→ Task: Answer with one number only: the count of lines below that hold the word "ShiftRecord".
[Opening Task inputs section]
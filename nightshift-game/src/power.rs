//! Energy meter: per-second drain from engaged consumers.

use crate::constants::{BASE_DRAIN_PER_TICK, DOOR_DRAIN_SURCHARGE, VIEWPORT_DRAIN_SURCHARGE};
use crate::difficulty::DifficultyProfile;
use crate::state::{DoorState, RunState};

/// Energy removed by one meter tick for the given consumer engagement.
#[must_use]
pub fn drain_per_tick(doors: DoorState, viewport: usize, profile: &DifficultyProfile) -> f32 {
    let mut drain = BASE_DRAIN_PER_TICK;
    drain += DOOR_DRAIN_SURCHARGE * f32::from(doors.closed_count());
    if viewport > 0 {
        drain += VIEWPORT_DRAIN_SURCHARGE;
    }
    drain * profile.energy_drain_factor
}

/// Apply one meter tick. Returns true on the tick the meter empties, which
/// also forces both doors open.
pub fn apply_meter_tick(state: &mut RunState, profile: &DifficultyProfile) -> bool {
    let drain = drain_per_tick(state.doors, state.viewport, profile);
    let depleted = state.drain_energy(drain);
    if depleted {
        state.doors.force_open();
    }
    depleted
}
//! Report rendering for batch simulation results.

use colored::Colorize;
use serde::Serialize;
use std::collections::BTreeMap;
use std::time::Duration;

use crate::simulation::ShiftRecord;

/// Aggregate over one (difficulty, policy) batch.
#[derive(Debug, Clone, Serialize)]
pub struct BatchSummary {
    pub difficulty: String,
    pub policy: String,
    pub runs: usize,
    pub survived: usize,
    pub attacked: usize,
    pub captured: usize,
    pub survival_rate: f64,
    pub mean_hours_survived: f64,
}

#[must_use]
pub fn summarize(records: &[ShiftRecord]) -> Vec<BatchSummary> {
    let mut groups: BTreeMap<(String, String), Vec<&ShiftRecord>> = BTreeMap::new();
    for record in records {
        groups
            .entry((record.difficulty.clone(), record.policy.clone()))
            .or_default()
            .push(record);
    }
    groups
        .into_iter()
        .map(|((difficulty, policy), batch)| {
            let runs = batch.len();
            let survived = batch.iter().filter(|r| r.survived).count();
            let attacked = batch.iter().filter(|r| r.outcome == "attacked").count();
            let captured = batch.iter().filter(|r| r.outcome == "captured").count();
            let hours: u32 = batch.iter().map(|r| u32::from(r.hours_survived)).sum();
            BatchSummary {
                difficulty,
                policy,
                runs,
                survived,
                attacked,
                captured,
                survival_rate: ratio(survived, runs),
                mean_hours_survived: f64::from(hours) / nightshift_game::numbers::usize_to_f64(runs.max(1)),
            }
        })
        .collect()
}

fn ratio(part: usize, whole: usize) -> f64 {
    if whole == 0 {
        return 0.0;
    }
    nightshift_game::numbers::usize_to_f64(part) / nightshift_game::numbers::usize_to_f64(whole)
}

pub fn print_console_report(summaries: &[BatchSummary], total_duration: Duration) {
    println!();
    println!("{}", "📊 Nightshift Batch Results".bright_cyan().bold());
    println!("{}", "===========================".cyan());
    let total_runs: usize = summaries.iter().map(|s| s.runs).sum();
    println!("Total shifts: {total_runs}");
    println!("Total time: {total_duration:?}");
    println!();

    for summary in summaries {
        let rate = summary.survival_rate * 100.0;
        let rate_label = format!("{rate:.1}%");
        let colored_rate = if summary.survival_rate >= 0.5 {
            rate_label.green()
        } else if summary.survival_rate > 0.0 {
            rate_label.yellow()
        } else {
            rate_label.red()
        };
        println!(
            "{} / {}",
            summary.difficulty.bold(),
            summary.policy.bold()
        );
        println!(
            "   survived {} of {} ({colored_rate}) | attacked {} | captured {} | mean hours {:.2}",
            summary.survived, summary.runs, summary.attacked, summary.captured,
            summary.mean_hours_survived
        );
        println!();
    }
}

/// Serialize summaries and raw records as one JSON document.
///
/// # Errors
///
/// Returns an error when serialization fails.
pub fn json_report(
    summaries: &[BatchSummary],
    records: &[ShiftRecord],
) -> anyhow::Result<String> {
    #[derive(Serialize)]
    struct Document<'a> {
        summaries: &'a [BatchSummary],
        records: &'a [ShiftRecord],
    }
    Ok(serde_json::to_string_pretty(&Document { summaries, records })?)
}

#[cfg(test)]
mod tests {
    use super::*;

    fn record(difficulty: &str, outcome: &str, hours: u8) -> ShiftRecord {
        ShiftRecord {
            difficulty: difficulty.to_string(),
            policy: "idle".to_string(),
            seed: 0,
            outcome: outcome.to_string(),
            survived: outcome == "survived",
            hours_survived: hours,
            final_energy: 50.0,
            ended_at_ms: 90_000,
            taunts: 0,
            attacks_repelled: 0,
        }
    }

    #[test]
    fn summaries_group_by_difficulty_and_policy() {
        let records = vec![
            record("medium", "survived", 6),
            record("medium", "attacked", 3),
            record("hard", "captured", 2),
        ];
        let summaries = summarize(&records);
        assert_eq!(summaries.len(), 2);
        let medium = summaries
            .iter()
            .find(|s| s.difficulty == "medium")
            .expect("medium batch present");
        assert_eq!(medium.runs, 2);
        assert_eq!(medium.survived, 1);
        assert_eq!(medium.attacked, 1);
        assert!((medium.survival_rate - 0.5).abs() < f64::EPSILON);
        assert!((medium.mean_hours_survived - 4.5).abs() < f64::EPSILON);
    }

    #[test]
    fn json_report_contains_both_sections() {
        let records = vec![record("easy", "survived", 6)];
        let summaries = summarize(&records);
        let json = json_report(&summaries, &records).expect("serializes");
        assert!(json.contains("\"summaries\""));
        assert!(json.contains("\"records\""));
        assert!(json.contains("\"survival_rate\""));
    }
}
[Closing Task inputs section]
[Opening Task inputs section]
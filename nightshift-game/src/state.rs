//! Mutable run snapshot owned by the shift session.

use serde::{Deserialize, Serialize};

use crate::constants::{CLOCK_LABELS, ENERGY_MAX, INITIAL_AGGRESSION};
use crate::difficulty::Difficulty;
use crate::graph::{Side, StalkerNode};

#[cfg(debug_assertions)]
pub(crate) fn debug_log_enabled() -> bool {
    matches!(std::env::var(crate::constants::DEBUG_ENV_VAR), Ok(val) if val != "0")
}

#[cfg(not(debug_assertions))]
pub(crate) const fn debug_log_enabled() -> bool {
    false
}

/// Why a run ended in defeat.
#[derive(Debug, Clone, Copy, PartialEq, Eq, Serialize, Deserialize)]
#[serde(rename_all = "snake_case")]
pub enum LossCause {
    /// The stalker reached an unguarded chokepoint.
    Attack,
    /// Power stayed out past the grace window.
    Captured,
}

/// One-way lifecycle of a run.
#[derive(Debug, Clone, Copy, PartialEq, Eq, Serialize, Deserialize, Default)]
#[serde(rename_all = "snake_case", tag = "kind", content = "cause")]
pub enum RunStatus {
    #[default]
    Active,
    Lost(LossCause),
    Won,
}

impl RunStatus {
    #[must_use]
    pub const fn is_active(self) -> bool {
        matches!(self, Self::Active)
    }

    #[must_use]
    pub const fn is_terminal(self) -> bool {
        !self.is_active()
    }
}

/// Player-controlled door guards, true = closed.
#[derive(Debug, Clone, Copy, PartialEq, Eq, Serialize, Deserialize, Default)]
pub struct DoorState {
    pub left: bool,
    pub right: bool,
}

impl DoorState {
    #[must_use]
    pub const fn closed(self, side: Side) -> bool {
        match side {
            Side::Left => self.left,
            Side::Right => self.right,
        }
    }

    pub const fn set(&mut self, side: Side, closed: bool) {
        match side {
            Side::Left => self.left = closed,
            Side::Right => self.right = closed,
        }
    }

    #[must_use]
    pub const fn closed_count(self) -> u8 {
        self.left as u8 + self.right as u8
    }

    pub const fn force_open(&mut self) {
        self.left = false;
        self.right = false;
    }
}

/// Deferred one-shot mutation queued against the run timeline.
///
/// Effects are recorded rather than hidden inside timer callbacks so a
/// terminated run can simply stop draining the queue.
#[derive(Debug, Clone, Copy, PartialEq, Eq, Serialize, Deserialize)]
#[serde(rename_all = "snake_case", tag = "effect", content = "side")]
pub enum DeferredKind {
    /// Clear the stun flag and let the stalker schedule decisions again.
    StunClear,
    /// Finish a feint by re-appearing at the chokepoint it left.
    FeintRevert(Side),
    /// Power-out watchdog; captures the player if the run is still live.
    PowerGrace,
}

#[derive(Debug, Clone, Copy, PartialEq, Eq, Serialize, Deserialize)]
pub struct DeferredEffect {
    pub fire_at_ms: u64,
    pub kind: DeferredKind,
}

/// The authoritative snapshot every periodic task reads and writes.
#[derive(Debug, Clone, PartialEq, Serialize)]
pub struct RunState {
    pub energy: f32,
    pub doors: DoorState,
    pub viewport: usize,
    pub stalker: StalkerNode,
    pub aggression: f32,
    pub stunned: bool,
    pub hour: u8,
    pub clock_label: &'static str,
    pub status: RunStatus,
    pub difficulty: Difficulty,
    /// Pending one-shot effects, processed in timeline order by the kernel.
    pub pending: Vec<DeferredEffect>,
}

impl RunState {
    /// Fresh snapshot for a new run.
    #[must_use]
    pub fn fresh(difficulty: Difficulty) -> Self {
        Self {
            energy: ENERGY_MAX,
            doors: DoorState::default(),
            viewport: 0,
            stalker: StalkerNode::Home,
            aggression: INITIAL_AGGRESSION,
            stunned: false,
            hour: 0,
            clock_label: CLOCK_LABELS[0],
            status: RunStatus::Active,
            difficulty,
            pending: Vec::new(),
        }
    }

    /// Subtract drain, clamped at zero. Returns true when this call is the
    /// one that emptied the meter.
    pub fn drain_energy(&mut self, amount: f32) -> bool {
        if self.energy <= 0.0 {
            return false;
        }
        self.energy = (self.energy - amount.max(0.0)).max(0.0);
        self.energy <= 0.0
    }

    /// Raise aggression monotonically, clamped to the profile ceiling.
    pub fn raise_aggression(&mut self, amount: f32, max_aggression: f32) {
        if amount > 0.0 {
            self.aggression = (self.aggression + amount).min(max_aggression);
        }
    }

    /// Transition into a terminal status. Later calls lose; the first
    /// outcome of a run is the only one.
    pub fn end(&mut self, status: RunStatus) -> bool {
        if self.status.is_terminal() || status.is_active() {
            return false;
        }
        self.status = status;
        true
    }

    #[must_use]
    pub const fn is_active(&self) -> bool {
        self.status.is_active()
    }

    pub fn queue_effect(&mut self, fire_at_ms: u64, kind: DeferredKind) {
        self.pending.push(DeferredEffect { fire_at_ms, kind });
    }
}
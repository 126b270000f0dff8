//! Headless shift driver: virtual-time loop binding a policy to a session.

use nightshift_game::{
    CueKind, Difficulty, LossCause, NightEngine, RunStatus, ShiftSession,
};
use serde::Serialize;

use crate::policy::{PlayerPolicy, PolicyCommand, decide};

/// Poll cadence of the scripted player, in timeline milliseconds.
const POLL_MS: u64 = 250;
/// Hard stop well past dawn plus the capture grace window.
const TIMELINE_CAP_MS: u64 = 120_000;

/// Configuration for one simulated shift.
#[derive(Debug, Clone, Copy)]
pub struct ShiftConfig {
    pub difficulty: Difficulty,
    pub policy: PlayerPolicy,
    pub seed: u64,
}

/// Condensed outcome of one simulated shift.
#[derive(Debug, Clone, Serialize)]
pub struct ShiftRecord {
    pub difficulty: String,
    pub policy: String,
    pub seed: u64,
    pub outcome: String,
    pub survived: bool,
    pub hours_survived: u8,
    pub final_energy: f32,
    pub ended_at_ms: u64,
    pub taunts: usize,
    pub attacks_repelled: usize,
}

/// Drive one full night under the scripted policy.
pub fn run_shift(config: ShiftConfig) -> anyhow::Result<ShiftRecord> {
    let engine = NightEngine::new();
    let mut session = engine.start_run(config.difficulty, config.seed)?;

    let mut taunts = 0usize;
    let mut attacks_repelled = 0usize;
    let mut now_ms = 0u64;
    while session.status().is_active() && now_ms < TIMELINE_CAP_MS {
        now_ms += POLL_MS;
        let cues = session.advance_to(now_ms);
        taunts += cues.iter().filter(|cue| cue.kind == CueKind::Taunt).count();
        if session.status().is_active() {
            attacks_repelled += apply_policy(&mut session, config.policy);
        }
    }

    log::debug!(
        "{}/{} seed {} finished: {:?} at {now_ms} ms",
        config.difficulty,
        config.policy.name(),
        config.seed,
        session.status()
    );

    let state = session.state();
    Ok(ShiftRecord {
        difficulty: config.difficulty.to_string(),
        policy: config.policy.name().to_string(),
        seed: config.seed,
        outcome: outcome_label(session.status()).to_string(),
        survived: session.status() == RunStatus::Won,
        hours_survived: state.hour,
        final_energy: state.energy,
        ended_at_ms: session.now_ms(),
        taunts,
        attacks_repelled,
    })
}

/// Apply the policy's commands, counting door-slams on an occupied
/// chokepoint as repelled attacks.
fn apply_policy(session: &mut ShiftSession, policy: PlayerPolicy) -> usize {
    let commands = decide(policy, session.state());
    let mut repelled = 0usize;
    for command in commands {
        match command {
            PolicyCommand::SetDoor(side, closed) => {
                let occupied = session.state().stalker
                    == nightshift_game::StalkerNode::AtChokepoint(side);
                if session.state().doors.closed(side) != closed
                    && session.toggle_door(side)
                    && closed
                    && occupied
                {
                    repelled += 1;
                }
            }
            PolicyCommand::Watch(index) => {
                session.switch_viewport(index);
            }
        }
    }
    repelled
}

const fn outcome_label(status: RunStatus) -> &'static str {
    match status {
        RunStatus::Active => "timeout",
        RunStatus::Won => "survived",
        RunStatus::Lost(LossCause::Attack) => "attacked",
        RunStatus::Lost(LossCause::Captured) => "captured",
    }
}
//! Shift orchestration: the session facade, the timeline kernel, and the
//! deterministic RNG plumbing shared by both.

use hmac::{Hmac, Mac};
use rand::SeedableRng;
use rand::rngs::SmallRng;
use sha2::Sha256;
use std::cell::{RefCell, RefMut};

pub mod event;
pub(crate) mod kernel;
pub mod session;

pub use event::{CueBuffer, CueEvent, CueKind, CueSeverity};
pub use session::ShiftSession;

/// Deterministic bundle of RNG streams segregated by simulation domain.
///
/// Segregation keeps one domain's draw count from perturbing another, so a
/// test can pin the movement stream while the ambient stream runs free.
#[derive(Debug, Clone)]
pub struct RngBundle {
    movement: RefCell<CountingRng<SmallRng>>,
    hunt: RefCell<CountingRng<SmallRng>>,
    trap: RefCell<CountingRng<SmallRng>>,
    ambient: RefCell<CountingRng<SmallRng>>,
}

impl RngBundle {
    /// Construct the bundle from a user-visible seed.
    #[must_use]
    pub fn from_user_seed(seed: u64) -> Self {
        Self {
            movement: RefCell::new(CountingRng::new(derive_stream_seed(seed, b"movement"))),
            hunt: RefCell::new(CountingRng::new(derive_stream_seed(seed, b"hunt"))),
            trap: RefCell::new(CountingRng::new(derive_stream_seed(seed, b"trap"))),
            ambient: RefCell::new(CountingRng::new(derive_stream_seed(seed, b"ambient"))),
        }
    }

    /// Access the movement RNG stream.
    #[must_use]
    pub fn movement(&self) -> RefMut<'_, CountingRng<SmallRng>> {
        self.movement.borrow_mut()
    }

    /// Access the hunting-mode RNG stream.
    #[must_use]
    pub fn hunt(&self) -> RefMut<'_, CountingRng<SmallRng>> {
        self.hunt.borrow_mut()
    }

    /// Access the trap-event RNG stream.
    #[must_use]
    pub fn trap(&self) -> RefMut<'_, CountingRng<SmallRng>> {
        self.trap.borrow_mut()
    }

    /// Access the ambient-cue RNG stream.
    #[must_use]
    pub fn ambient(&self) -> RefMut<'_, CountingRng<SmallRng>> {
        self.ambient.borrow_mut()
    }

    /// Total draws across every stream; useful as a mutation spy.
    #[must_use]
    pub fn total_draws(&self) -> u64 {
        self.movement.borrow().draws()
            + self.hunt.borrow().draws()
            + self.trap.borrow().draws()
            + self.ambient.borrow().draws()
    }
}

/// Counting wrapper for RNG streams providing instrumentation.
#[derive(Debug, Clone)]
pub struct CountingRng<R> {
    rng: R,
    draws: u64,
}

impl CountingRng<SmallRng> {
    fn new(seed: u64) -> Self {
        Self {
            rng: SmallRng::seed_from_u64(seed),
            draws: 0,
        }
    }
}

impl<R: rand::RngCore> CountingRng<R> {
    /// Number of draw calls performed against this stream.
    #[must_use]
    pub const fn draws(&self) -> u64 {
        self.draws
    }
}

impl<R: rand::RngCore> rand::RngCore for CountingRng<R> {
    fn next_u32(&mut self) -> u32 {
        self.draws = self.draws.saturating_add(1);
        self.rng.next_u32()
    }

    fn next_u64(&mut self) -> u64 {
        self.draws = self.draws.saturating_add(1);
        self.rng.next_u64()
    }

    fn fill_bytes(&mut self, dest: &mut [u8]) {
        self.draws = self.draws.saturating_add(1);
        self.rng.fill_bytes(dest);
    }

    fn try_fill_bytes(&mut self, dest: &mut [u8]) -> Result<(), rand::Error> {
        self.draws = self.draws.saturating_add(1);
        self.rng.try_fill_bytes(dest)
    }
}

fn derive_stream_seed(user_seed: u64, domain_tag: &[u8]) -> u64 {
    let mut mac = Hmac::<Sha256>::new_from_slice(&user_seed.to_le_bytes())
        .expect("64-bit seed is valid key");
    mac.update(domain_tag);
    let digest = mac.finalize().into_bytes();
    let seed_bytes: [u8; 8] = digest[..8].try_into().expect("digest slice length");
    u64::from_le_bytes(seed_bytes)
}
[Closing Task inputs section]
[Opening Task inputs section]
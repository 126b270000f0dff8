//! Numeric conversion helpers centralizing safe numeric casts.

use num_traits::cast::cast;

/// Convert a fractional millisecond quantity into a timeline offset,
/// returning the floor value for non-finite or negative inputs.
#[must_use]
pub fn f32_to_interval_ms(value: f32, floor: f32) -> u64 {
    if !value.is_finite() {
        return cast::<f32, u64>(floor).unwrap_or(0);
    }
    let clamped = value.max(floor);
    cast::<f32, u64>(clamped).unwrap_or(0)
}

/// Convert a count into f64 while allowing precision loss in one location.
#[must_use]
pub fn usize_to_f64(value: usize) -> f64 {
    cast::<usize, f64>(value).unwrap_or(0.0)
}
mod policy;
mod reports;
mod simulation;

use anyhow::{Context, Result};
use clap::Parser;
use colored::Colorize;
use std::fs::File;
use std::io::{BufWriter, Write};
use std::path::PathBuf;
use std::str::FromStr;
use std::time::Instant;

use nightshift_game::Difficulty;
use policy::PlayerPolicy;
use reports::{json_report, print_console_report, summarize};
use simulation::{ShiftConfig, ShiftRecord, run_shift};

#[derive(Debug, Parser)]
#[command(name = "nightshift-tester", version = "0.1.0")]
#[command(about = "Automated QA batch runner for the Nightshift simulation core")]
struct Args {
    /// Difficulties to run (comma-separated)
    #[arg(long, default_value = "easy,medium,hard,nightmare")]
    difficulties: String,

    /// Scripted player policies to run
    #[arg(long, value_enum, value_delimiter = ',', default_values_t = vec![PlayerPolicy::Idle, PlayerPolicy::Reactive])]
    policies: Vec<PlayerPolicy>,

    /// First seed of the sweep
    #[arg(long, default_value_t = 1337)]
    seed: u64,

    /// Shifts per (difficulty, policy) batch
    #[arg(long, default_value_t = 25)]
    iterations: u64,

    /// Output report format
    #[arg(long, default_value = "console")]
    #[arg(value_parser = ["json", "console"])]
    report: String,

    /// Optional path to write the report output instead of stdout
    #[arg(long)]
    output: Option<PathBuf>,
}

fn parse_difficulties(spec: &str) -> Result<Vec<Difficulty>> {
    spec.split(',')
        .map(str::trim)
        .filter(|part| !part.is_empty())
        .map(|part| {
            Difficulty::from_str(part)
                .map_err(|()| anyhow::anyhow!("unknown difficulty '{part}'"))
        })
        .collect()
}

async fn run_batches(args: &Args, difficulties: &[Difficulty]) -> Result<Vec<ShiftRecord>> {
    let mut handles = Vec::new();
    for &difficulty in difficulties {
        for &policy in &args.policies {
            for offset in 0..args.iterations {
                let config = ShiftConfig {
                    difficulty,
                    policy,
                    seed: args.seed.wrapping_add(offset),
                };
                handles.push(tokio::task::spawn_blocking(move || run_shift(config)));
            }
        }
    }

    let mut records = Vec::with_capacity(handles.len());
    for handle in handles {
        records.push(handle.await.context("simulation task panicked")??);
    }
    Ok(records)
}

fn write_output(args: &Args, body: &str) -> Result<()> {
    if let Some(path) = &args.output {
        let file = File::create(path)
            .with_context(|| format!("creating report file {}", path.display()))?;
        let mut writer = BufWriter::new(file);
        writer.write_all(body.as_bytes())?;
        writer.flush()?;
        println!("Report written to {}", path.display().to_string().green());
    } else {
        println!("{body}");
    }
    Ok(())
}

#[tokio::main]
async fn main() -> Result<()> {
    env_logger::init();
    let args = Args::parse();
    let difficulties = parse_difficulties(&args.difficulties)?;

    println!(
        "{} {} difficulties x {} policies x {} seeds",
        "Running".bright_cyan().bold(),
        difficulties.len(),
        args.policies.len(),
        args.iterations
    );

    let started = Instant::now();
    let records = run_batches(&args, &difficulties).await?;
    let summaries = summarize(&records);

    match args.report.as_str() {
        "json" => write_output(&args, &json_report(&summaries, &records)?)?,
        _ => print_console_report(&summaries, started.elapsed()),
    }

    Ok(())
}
[Closing Task inputs section]
→ Expected answer: 12